Ich habe Flugsehnsucht. Nach den Wolken, dem Wind, nach der Weite. Dort oben möchte ich jetzt mit meinem Segelflugzeug lautlos ziehen, fern unter mir die Erde. Und während meine Hand ruhig den Steuerknüppel hält, blicken meine Augen über die glänzenden Flügelflächen hinweg in den Himmel. Ehrfurcht erfüllt mich, denn um mich herum ist Schweigen.

Im Gleitflug trägt mich nun das Segelflugzeug wieder der Erde zu.

Sie kommt näher und näher. Berge erheben sich, Hügel fallen zur Ebene ab, Städte wachsen empor.

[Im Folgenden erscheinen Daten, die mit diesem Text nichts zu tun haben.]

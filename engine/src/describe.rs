//! Flavor text for generated weapons.
//!
//! [`TemplateWriter`] is always available. The external text model in
//! [`crate::llm`] wraps it and falls back to it whenever the model is
//! unreachable or returns unusable text.

use crate::arena::ArenaTable;
use crate::forge::WeaponParts;
use crate::{Result, Roller};

const TEMPLATE_COUNT: usize = 8;

pub trait DescriptionWriter: Send {
    fn describe(&mut self, roller: &mut Roller, parts: &WeaponParts, arena_theme: &str) -> String;

    fn backend(&self) -> &'static str;

    /// Whether the backing model answers right now.
    fn is_available(&self) -> bool {
        true
    }
}

pub struct TemplateWriter {
    arenas: ArenaTable,
}

impl TemplateWriter {
    pub fn new(arenas: ArenaTable) -> Self {
        Self { arenas }
    }

    pub fn builtin() -> Result<Self> {
        Ok(Self::new(ArenaTable::builtin()?))
    }

    pub fn render(&self, template: usize, parts: &WeaponParts, theme: &str, element: &str) -> String {
        let WeaponParts { weapon_type, material, effect, descriptor } = parts;
        match template % TEMPLATE_COUNT {
            0 => format!(
                "A {descriptor} {weapon_type} forged from {material}, crackling with {effect} energy and infused with {element}."
            ),
            1 => format!(
                "This {material} {weapon_type} radiates {effect} power, its {descriptor} form designed for devastating attacks in {theme} combat."
            ),
            2 => format!(
                "Crafted from finest {material}, this {descriptor} {weapon_type} channels {effect} forces and draws strength from {element}."
            ),
            3 => format!(
                "A legendary {weapon_type} of {material} construction, imbued with {effect} magic and empowered by {element}."
            ),
            4 => format!(
                "The {descriptor} surface of this {material} {weapon_type} glows with {effect} energy, enhanced by the power of {element}."
            ),
            5 => format!(
                "Forged in the heart of {theme} lands, this {descriptor} {weapon_type} combines {material} with {effect} magic."
            ),
            6 => format!(
                "A {descriptor} {weapon_type} that pulses with {effect} energy, its {material} core resonating with {element}."
            ),
            _ => format!(
                "This ancient {weapon_type} of {material} bears the mark of {effect} magic and the essence of {element}."
            ),
        }
    }
}

impl DescriptionWriter for TemplateWriter {
    fn describe(&mut self, roller: &mut Roller, parts: &WeaponParts, arena_theme: &str) -> String {
        let element = roller
            .pick(self.arenas.elements(arena_theme))
            .map(String::as_str)
            .unwrap_or("old magic");
        let template = roller.range_inclusive(0, TEMPLATE_COUNT as i32 - 1) as usize;
        self.render(template, parts, arena_theme, element)
    }

    fn backend(&self) -> &'static str {
        "template"
    }
}

/// Clean raw model output into one presentable sentence. `None` means the
/// text is too short to use.
pub fn tidy_generated(raw: &str) -> Option<String> {
    let text = raw.trim();
    if text.is_empty() {
        return None;
    }
    let first = text.split('.').next().unwrap_or_default();
    let mut sentence = if first.chars().count() > 10 {
        format!("{}.", first)
    } else {
        let head: String = text.chars().take(120).collect();
        format!("{}...", head)
    };
    if let Some(c) = sentence.chars().next() {
        if !c.is_uppercase() {
            let rest = sentence[c.len_utf8()..].to_string();
            sentence = c.to_uppercase().chain(rest.chars()).collect();
        }
    }
    if sentence.chars().count() > 20 {
        Some(sentence)
    } else {
        None
    }
}

#[cfg(test)]
mod tests {
    use super::*;

    #[test]
    fn tidy_keeps_first_sentence_and_capitalises() {
        let out = tidy_generated("  was forged by the storm giants of old. It hums.").unwrap();
        assert_eq!(out, "Was forged by the storm giants of old.");
    }

    #[test]
    fn tidy_truncates_when_first_sentence_is_short() {
        let raw = format!("ok. {}", "x".repeat(200));
        let out = tidy_generated(&raw).unwrap();
        assert!(out.ends_with("..."));
        assert_eq!(out.chars().count(), 123);
        assert!(out.starts_with("Ok."));
    }

    #[test]
    fn tidy_rejects_short_text() {
        assert_eq!(tidy_generated(""), None);
        assert_eq!(tidy_generated("it glows brightly."), None);
    }
}
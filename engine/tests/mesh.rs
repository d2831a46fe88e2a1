use std::fs;

use armory::mesh::{cache_key, CachedMesher, MeshGenerator, MeshKind, MeshSettings, ProceduralMesher};
use chrono::{TimeZone, Utc};

#[test]
fn procedural_obj_has_header_and_geometry() {
    let mesher = ProceduralMesher::new(MeshSettings::default());
    let stamp = Utc.with_ymd_and_hms(2025, 1, 2, 3, 4, 5).unwrap();
    let obj = mesher.render_obj("A silent dagger", MeshKind::Dagger, stamp);
    assert!(obj.starts_with("# Armory Weapon Model\n# Description: A silent dagger\n# Weapon Type: dagger\n# Generated: 2025-01-02 03:04:05\n"));
    assert!(obj.lines().any(|l| l.starts_with("v ")));
    assert!(obj.lines().any(|l| l.starts_with("f ")));
}

#[test]
fn generate_writes_kind_specific_file() {
    let dir = tempfile::tempdir().unwrap();
    let path = dir.path().join("w.obj");
    let mut mesher = ProceduralMesher::new(MeshSettings::default());
    let outcome = mesher.generate("A holy mace of blessed steel", &path).unwrap();
    assert_eq!(outcome.kind, MeshKind::Mace);
    assert!(!outcome.cached);
    let text = fs::read_to_string(&path).unwrap();
    assert_eq!(text.len() as u64, outcome.bytes);
    assert!(text.contains("# Weapon Type: mace"));
}

#[test]
fn cache_hit_copies_previous_mesh() {
    let dir = tempfile::tempdir().unwrap();
    let cache = dir.path().join("cache");
    let mut mesher = CachedMesher::new(ProceduralMesher::new(MeshSettings::default()), &cache);

    let first = dir.path().join("out/a.obj");
    let second = dir.path().join("out/nested/b.obj");
    let a = mesher.generate("A storm rod", &first).unwrap();
    let b = mesher.generate("A storm rod", &second).unwrap();

    assert!(!a.cached);
    assert!(b.cached);
    assert_eq!(b.kind, MeshKind::Staff);
    assert_eq!(fs::read(&first).unwrap(), fs::read(&second).unwrap());

    assert_eq!(mesher.clear().unwrap(), 1);
    assert_eq!(mesher.clear().unwrap(), 0);
}

#[test]
fn writing_onto_the_cache_file_keeps_it_intact() {
    let dir = tempfile::tempdir().unwrap();
    let cache = dir.path().join("cache");
    let mut mesher = CachedMesher::new(ProceduralMesher::new(MeshSettings::default()), &cache);

    mesher.generate("A sturdy shield", &dir.path().join("s.obj")).unwrap();
    let cached = cache.join(format!("{}.obj", cache_key("A sturdy shield")));
    let before = fs::read(&cached).unwrap();
    assert!(!before.is_empty());

    let outcome = mesher.generate("A sturdy shield", &cached).unwrap();
    assert!(outcome.cached);
    assert_eq!(outcome.bytes, before.len() as u64);
    assert_eq!(fs::read(&cached).unwrap(), before);
}
use std::path::PathBuf;

use armory::api::{generate_weapons, Armory, GenerateConfig};
use armory::config::ForgeConfig;
use armory::PresetTable;
use jni::objects::{JClass, JString};
use jni::sys::jstring;
use jni::JNIEnv;
use serde::Deserialize;
use serde_json::{json, Value};

#[derive(Deserialize)]
struct CreateModelInput {
    description: String,
    #[serde(default)]
    output_path: Option<PathBuf>,
    #[serde(default)]
    config: Option<ForgeConfig>,
}

fn envelope(result: Result<Value, String>) -> String {
    let payload = match result {
        Ok(value) => json!({ "ok": true, "result": value }),
        Err(e) => json!({ "ok": false, "error": e }),
    };
    payload.to_string()
}

fn to_java(env: &JNIEnv, text: String) -> jstring {
    env.new_string(text)
        .map(|s| s.into_raw())
        .unwrap_or(std::ptr::null_mut())
}

fn read_input(env: &mut JNIEnv, json: &JString) -> Result<String, String> {
    env.get_string(json)
        .map(String::from)
        .map_err(|e| format!("invalid_input: {}", e))
}

// Internal functions for testing without JNI overhead
pub fn generate_weapons_internal(input: &str) -> String {
    envelope(generate_value(input))
}

fn generate_value(input: &str) -> Result<Value, String> {
    let cfg: GenerateConfig =
        serde_json::from_str(input).map_err(|e| format!("invalid_config: {}", e))?;
    let report = generate_weapons(cfg).map_err(|e| format!("{:#}", e))?;
    serde_json::to_value(report).map_err(|e| e.to_string())
}

pub fn personalities_internal() -> String {
    envelope(personalities_value())
}

fn personalities_value() -> Result<Value, String> {
    let table = PresetTable::builtin().map_err(|e| e.to_string())?;
    let mut presets = serde_json::Map::new();
    for name in table.names() {
        let components = serde_json::to_value(table.components(&name)).map_err(|e| e.to_string())?;
        presets.insert(name, components);
    }
    Ok(Value::Object(presets))
}

pub fn create_model_internal(input: &str) -> String {
    envelope(create_model_value(input))
}

fn create_model_value(input: &str) -> Result<Value, String> {
    let req: CreateModelInput =
        serde_json::from_str(input).map_err(|e| format!("invalid_config: {}", e))?;
    let mut armory =
        Armory::from_config(req.config.unwrap_or_default()).map_err(|e| format!("{:#}", e))?;
    let report = armory
        .create_model(&req.description, req.output_path.as_deref())
        .map_err(|e| format!("{:#}", e))?;
    serde_json::to_value(report).map_err(|e| e.to_string())
}

#[no_mangle]
pub extern "system" fn Java_com_armory_Ffi_version<'local>(
    env: JNIEnv<'local>,
    _class: JClass<'local>,
) -> jstring {
    to_java(&env, format!("armory-ffi {}", env!("CARGO_PKG_VERSION")))
}

#[no_mangle]
pub extern "system" fn Java_com_armory_Ffi_generateWeaponsJson(
    mut env: JNIEnv,
    _class: JClass,
    json: JString,
) -> jstring {
    let out = match read_input(&mut env, &json) {
        Ok(input) => generate_weapons_internal(&input),
        Err(e) => envelope(Err(e)),
    };
    to_java(&env, out)
}

#[no_mangle]
pub extern "system" fn Java_com_armory_Ffi_personalitiesJson(env: JNIEnv, _class: JClass) -> jstring {
    to_java(&env, personalities_internal())
}

#[no_mangle]
pub extern "system" fn Java_com_armory_Ffi_createModelJson(
    mut env: JNIEnv,
    _class: JClass,
    json: JString,
) -> jstring {
    let out = match read_input(&mut env, &json) {
        Ok(input) => create_model_internal(&input),
        Err(e) => envelope(Err(e)),
    };
    to_java(&env, out)
}
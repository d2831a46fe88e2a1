use armory::describe::TemplateWriter;
use armory::{BatchRequest, ForgeError, PresetTable, Roller, WeaponForge};
use chrono::{TimeZone, Utc};

fn forge(seed: u64) -> WeaponForge {
    WeaponForge::new(
        PresetTable::builtin().unwrap(),
        Box::new(TemplateWriter::builtin().unwrap()),
        Roller::from_seed(seed),
    )
    .with_output("out", "obj")
}

#[test]
fn batch_splits_weapons_between_players() {
    let stamp = Utc.with_ymd_and_hms(2025, 3, 1, 12, 0, 0).unwrap();
    let request = BatchRequest::new("aggressive_warrior", "strategic_mage", "volcanic");
    let weapons = forge(1).forge_batch(&request, stamp).unwrap();

    assert_eq!(weapons.len(), 4);
    let players: Vec<u8> = weapons.iter().map(|w| w.player).collect();
    assert_eq!(players, vec![1, 1, 2, 2]);
    assert_eq!(weapons[0].personality, "aggressive_warrior");
    assert_eq!(weapons[3].personality, "strategic_mage");

    let presets = PresetTable::builtin().unwrap();
    let mage = presets.get("strategic_mage").unwrap();
    assert!(mage.weapon_types.contains(&weapons[2].weapon_type));
    assert!(mage.materials.contains(&weapons[2].material));

    for (i, w) in weapons.iter().enumerate() {
        let name = format!("weapon_{}_{}.obj", stamp.timestamp(), i);
        assert!(w.file_location.ends_with(&name));
        assert_eq!(w.web_path, format!("/download/weapon/{}", name));
        assert_eq!(w.arena_theme, "volcanic");
        assert_eq!(w.generated_at, Some(stamp));
        assert!(w.rarity.is_some());
        assert!(!w.description.is_empty());
    }
}

#[test]
fn same_seed_same_batch() {
    let stamp = Utc.with_ymd_and_hms(2025, 3, 1, 12, 0, 0).unwrap();
    let request = BatchRequest::new("agile_assassin", "elemental_mage", "shadow");
    let a = forge(42).forge_batch(&request, stamp).unwrap();
    let b = forge(42).forge_batch(&request, stamp).unwrap();
    assert_eq!(a, b);
}

#[test]
fn odd_batch_gives_player_one_the_extra_weapon() {
    let stamp = Utc.with_ymd_and_hms(2025, 3, 1, 12, 0, 0).unwrap();
    let request = BatchRequest::new("aggressive_warrior", "defensive_guardian", "ice");
    let weapons = forge(3).with_batch_size(5).forge_batch(&request, stamp).unwrap();
    let p1 = weapons.iter().filter(|w| w.player == 1).count();
    assert_eq!((p1, weapons.len() - p1), (3, 2));
}

#[test]
fn unknown_personality_samples_default_but_keeps_requested_name() {
    let stamp = Utc::now();
    let request = BatchRequest::new("mysterious_bard", "mysterious_bard", "medieval");
    let weapons = forge(5).forge_batch(&request, stamp).unwrap();
    let presets = PresetTable::builtin().unwrap();
    let warrior = presets.get("aggressive_warrior").unwrap();
    for w in &weapons {
        assert_eq!(w.personality, "mysterious_bard");
        assert!(warrior.weapon_types.contains(&w.weapon_type));
    }
}

#[test]
fn empty_personality_is_rejected() {
    let request = BatchRequest::new("", "strategic_mage", "medieval");
    let err = forge(1).forge_batch(&request, Utc::now()).unwrap_err();
    assert!(matches!(err, ForgeError::InvalidRequest(_)));
}

#[test]
fn record_uses_wire_field_names() {
    let request = BatchRequest::new("strategic_mage", "strategic_mage", "forest");
    let weapons = forge(8).forge_batch(&request, Utc::now()).unwrap();
    let json = serde_json::to_value(&weapons[0]).unwrap();
    for key in ["weaponName", "fileLocation", "webPath", "generatedAt", "weapon_type", "arena_theme"] {
        assert!(json.get(key).is_some(), "missing {}", key);
    }
}

#[test]
fn request_defaults_arena_to_medieval() {
    let request: BatchRequest = serde_json::from_str(
        r#"{"player1_personality":"strategic_mage","player2_personality":"agile_assassin"}"#,
    )
    .unwrap();
    assert_eq!(request.arena_theme, "medieval");
}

Die Erde ist dieselbe geblieben. Aber sie hat sich nun in mir gewandelt. Wer Gott begegnet ist, muß dem Menschen nahe sein. Das ist die Erkenntnis, die mich das Fliegen gelehrt hat. Menschlicher Geist, Wissenschaft und Technik vermögen nichts, wenn Herz und Seele mit der Entwicklung nicht Schritt halten. Sie sind das Gewissen, das zur Ehrfurcht vor der göttlichen Ordnung führt. Haben wir nicht längst im Nächsten den Menschen verloren? Wir werden ihn erst wiederfinden, wenn wir die Ehrfurcht wiedergefunden haben.

Und wir Flieger haben alle die Aufgabe, das, was wir am Himmel erlebt haben, auf die Erde hinunterzutragen. Es kann kein besseres Werkzeug geben für Frieden und Versöhnung als unseren geliebten Segelflug.

Fliegen — ist mein Leben.

Der Flug über der Erde ist sein Sinnbild. Möge das Fliegen in Zukunft nur noch dazu dienen, die Menschen und Völker einander näherzubringen.

1  Daher mußte die unbemannte V 1 im Tragschlepp der He 111 näher an das feindliche Ziel herangetragen werden.